__Task brief__
Go over the data below line by line, and state how many lines contain the string "iter". Give the number only.

__Material for the task__
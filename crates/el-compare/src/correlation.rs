//! Correlation between snapshot fields, and damage-reduction analysis.
//!
//! Missing data never fails an analysis: too few samples or a constant
//! series produce an undefined coefficient, and ratios with a zero baseline
//! are left out.

use el_core::{Event, Path, Snapshot, Value};
use serde::{Deserialize, Serialize};
use strum::Display;
use tracing::debug;

use crate::options::{AnalysisOptions, SplitRule};
use crate::series::{extract_aligned, extract_series};

/// Strength and direction of a correlation coefficient.
#[derive(Debug, Clone, Copy, PartialEq, Eq, Hash, Serialize, Deserialize, Display)]
#[serde(rename_all = "snake_case")]
#[strum(serialize_all = "snake_case")]
pub enum Classification {
    StrongPositive,
    Positive,
    Weak,
    Negative,
    StrongNegative,
}

impl Classification {
    pub fn from_coefficient(r: f64) -> Self {
        if r >= 0.7 {
            Classification::StrongPositive
        } else if r >= 0.3 {
            Classification::Positive
        } else if r <= -0.7 {
            Classification::StrongNegative
        } else if r <= -0.3 {
            Classification::Negative
        } else {
            Classification::Weak
        }
    }
}

#[derive(Debug, Clone, Copy, PartialEq, Serialize)]
pub struct CorrelationResult {
    /// `None` with fewer than two samples or a constant series.
    pub coefficient: Option<f64>,
    pub classification: Option<Classification>,
    pub sample_count: usize,
}

impl CorrelationResult {
    pub fn from_samples(xs: &[f64], ys: &[f64]) -> Self {
        let coefficient = pearson(xs, ys);
        Self {
            coefficient,
            classification: coefficient.map(Classification::from_coefficient),
            sample_count: xs.len().min(ys.len()),
        }
    }

    pub fn is_defined(&self) -> bool {
        self.coefficient.is_some()
    }
}

/// Pearson correlation coefficient, clamped to `[-1, 1]`.
pub fn pearson(xs: &[f64], ys: &[f64]) -> Option<f64> {
    let n = xs.len().min(ys.len());
    if n < 2 {
        return None;
    }
    let (xs, ys) = (&xs[..n], &ys[..n]);
    let constant = |v: &[f64]| v.iter().all(|&x| x == v[0]);
    if constant(xs) || constant(ys) {
        return None;
    }
    let mean_x = xs.iter().sum::<f64>() / n as f64;
    let mean_y = ys.iter().sum::<f64>() / n as f64;

    let mut sxy = 0.0;
    let mut sxx = 0.0;
    let mut syy = 0.0;
    for (x, y) in xs.iter().zip(ys) {
        let dx = x - mean_x;
        let dy = y - mean_y;
        sxy += dx * dy;
        sxx += dx * dx;
        syy += dy * dy;
    }
    if sxx == 0.0 || syy == 0.0 {
        return None;
    }
    let r = sxy / (sxx * syy).sqrt();
    r.is_finite().then(|| r.clamp(-1.0, 1.0))
}

/// Correlate two dotted fields over the snapshots that carry both.
pub fn series_correlation(snapshots: &[Snapshot], x: &Path, y: &Path) -> CorrelationResult {
    let aligned = extract_aligned(snapshots, x, y);
    CorrelationResult::from_samples(&aligned.xs, &aligned.ys)
}

fn mean(values: &[f64]) -> Option<f64> {
    (!values.is_empty()).then(|| values.iter().sum::<f64>() / values.len() as f64)
}

fn median(values: &[f64]) -> Option<f64> {
    if values.is_empty() {
        return None;
    }
    let mut sorted = values.to_vec();
    sorted.sort_by(f64::total_cmp);
    let mid = sorted.len() / 2;
    Some(if sorted.len() % 2 == 0 {
        (sorted[mid - 1] + sorted[mid]) / 2.0
    } else {
        sorted[mid]
    })
}

/// Index of the timestamp closest to `t`; ties go to the earliest.
/// `timestamps` must be sorted ascending.
pub fn nearest_index(timestamps: &[f64], t: f64) -> Option<usize> {
    if timestamps.is_empty() {
        return None;
    }
    let idx = timestamps.partition_point(|&x| x < t);
    let best = if idx == 0 {
        0
    } else if idx == timestamps.len() {
        idx - 1
    } else if timestamps[idx] - t < t - timestamps[idx - 1] {
        idx
    } else {
        idx - 1
    };
    let target = timestamps[best];
    Some(timestamps.partition_point(|&x| x < target))
}

/// A damage event paired with the nearest snapshot's field value.
#[derive(Debug, Clone, Copy, PartialEq, Serialize)]
pub struct DamageSample {
    pub timestamp: f64,
    pub amount: f64,
    pub paired_value: f64,
}

#[derive(Debug, Clone, PartialEq, Serialize)]
pub struct DamageReduction {
    pub samples: Vec<DamageSample>,
    pub average_damage: Option<f64>,
    /// Correlation between the paired field and the damage amount.
    pub correlation: CorrelationResult,
    pub split_rule: SplitRule,
    pub split_value: Option<f64>,
    pub high_count: usize,
    pub low_count: usize,
    pub high_avg: Option<f64>,
    pub low_avg: Option<f64>,
    /// `(low_avg - high_avg) / low_avg * 100`; omitted when a group is empty
    /// or `low_avg` is zero.
    pub damage_reduction_pct: Option<f64>,
}

/// Which events count as damage and which snapshot field they pair with.
#[derive(Debug, Clone, PartialEq)]
pub struct DamageQuery {
    pub event_type: String,
    pub source_field: String,
    pub source: String,
    pub amount_field: String,
    pub paired_field: Path,
    pub split_rule: SplitRule,
}

impl Default for DamageQuery {
    fn default() -> Self {
        Self::from_options(&AnalysisOptions::default())
    }
}

impl DamageQuery {
    pub fn from_options(options: &AnalysisOptions) -> Self {
        Self {
            event_type: options.damage_event_type.clone(),
            source_field: options.damage_source_field.clone(),
            source: options.damage_source.clone(),
            amount_field: options.damage_amount_field.clone(),
            paired_field: options.paired_field.clone(),
            split_rule: options.split_rule,
        }
    }

    fn damage_amount(&self, event: &Event) -> Option<f64> {
        if event.kind() != self.event_type {
            return None;
        }
        match event.field(&self.source_field) {
            Some(Value::String(s)) if *s == self.source => {}
            _ => return None,
        }
        match event.field(&self.amount_field) {
            Some(Value::Number(n)) => Some(*n),
            other => {
                debug!(timestamp = event.timestamp(), ?other, "damage event without numeric amount");
                None
            }
        }
    }

    /// Pair matching damage events with snapshots and compare group averages.
    pub fn analyze(&self, snapshots: &[Snapshot], events: &[Event]) -> DamageReduction {
        let paired = extract_series(snapshots, &self.paired_field);

        let samples: Vec<DamageSample> = events
            .iter()
            .filter_map(|event| {
                let amount = self.damage_amount(event)?;
                let idx = nearest_index(&paired.timestamps, event.timestamp())?;
                Some(DamageSample {
                    timestamp: event.timestamp(),
                    amount,
                    paired_value: paired.values[idx],
                })
            })
            .collect();

        let amounts: Vec<f64> = samples.iter().map(|s| s.amount).collect();
        let values: Vec<f64> = samples.iter().map(|s| s.paired_value).collect();

        let split_value = match self.split_rule {
            SplitRule::Median => median(&values),
            SplitRule::Mean => mean(&values),
        };

        let (mut high, mut low) = (Vec::new(), Vec::new());
        if let Some(split) = split_value {
            for s in &samples {
                if s.paired_value > split {
                    high.push(s.amount);
                } else {
                    low.push(s.amount);
                }
            }
        }
        let high_avg = mean(&high);
        let low_avg = mean(&low);
        let damage_reduction_pct = match (low_avg, high_avg) {
            (Some(low), Some(high)) if low != 0.0 => {
                let pct = (low - high) / low * 100.0;
                pct.is_finite().then_some(pct)
            }
            _ => None,
        };

        DamageReduction {
            average_damage: mean(&amounts),
            correlation: CorrelationResult::from_samples(&values, &amounts),
            split_rule: self.split_rule,
            split_value,
            high_count: high.len(),
            low_count: low.len(),
            high_avg,
            low_avg,
            damage_reduction_pct,
            samples,
        }
    }
}

#[cfg(test)]
mod tests {
    use super::*;
    use serde_json::json;

    #[test]
    fn test_classification_boundaries() {
        assert_eq!(Classification::from_coefficient(0.7), Classification::StrongPositive);
        assert_eq!(Classification::from_coefficient(0.69), Classification::Positive);
        assert_eq!(Classification::from_coefficient(0.3), Classification::Positive);
        assert_eq!(Classification::from_coefficient(0.29), Classification::Weak);
        assert_eq!(Classification::from_coefficient(-0.29), Classification::Weak);
        assert_eq!(Classification::from_coefficient(-0.3), Classification::Negative);
        assert_eq!(Classification::from_coefficient(-0.7), Classification::StrongNegative);
        assert_eq!(Classification::StrongNegative.to_string(), "strong_negative");
    }

    #[test]
    fn test_pearson_basic() {
        let r = pearson(&[1.0, 2.0, 3.0], &[2.0, 4.0, 6.0]).unwrap();
        assert!((r - 1.0).abs() < 1e-12);
        let r = pearson(&[1.0, 2.0, 3.0], &[3.0, 2.0, 1.0]).unwrap();
        assert!((r + 1.0).abs() < 1e-12);
    }

    #[test]
    fn test_undefined_coefficients() {
        assert_eq!(pearson(&[1.0], &[1.0]), None);
        assert_eq!(pearson(&[], &[]), None);
        assert_eq!(pearson(&[5.0, 5.0, 5.0], &[1.0, 2.0, 3.0]), None);
        let result = CorrelationResult::from_samples(&[1.0], &[2.0]);
        assert!(!result.is_defined());
        assert_eq!(result.classification, None);
        assert_eq!(result.sample_count, 1);
    }

    #[test]
    fn test_nearest_index_ties_go_early() {
        let ts = [0.0, 10.0, 10.0, 20.0];
        assert_eq!(nearest_index(&ts, -5.0), Some(0));
        assert_eq!(nearest_index(&ts, 4.0), Some(0));
        assert_eq!(nearest_index(&ts, 5.0), Some(0));
        assert_eq!(nearest_index(&ts, 6.0), Some(1));
        assert_eq!(nearest_index(&ts, 10.0), Some(1));
        assert_eq!(nearest_index(&ts, 15.0), Some(1));
        assert_eq!(nearest_index(&ts, 99.0), Some(3));
        assert_eq!(nearest_index(&[], 1.0), None);
    }

    #[test]
    fn test_median() {
        assert_eq!(median(&[3.0, 1.0, 2.0]), Some(2.0));
        assert_eq!(median(&[4.0, 1.0, 3.0, 2.0]), Some(2.5));
        assert_eq!(median(&[]), None);
    }

    fn snap(t: f64, wetness: f64) -> Snapshot {
        Snapshot::new(t, Value::from(json!({"player": {"wetness": wetness}}))).unwrap()
    }

    fn damage(t: f64, source: &str, amount: serde_json::Value) -> Event {
        Event::new(
            "PLAYER_DAMAGED",
            t,
            Value::from(json!({"source": source, "amount": amount})),
        )
        .unwrap()
    }

    #[test]
    fn test_events_filtered_by_source_and_amount() {
        let snapshots = vec![snap(0.0, 0.0), snap(10.0, 80.0)];
        let events = vec![
            damage(1.0, "LAVA", json!(50)),
            damage(2.0, "WATER", json!(10)),
            damage(9.0, "LAVA", json!("lots")),
            damage(9.5, "LAVA", json!(20)),
            Event::new("ENEMY_SPAWNED", 3.0, Value::from(json!({"source": "LAVA", "amount": 1})))
                .unwrap(),
        ];
        let result = DamageQuery::default().analyze(&snapshots, &events);
        assert_eq!(result.samples.len(), 2);
        assert_eq!(result.samples[0].paired_value, 0.0);
        assert_eq!(result.samples[1].paired_value, 80.0);
        assert_eq!(result.low_avg, Some(50.0));
        assert_eq!(result.high_avg, Some(20.0));
        assert_eq!(result.damage_reduction_pct, Some(60.0));
    }

    #[test]
    fn test_zero_baseline_is_omitted() {
        let snapshots = vec![snap(0.0, 0.0), snap(10.0, 80.0)];
        let events = vec![damage(0.0, "LAVA", json!(0)), damage(10.0, "LAVA", json!(5))];
        let result = DamageQuery::default().analyze(&snapshots, &events);
        assert_eq!(result.low_avg, Some(0.0));
        assert_eq!(result.damage_reduction_pct, None);
    }

    #[test]
    fn test_single_group_is_omitted() {
        let snapshots = vec![snap(0.0, 30.0)];
        let events = vec![damage(0.0, "LAVA", json!(40)), damage(1.0, "LAVA", json!(42))];
        let result = DamageQuery::default().analyze(&snapshots, &events);
        assert_eq!(result.high_count, 0);
        assert_eq!(result.low_count, 2);
        assert_eq!(result.damage_reduction_pct, None);
        assert!(!result.correlation.is_defined());
    }

    #[test]
    fn test_no_snapshots_means_no_samples() {
        let events = vec![damage(0.0, "LAVA", json!(40))];
        let result = DamageQuery::default().analyze(&[], &events);
        assert!(result.samples.is_empty());
        assert_eq!(result.average_damage, None);
        assert_eq!(result.split_value, None);
    }
}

__The completed task__
8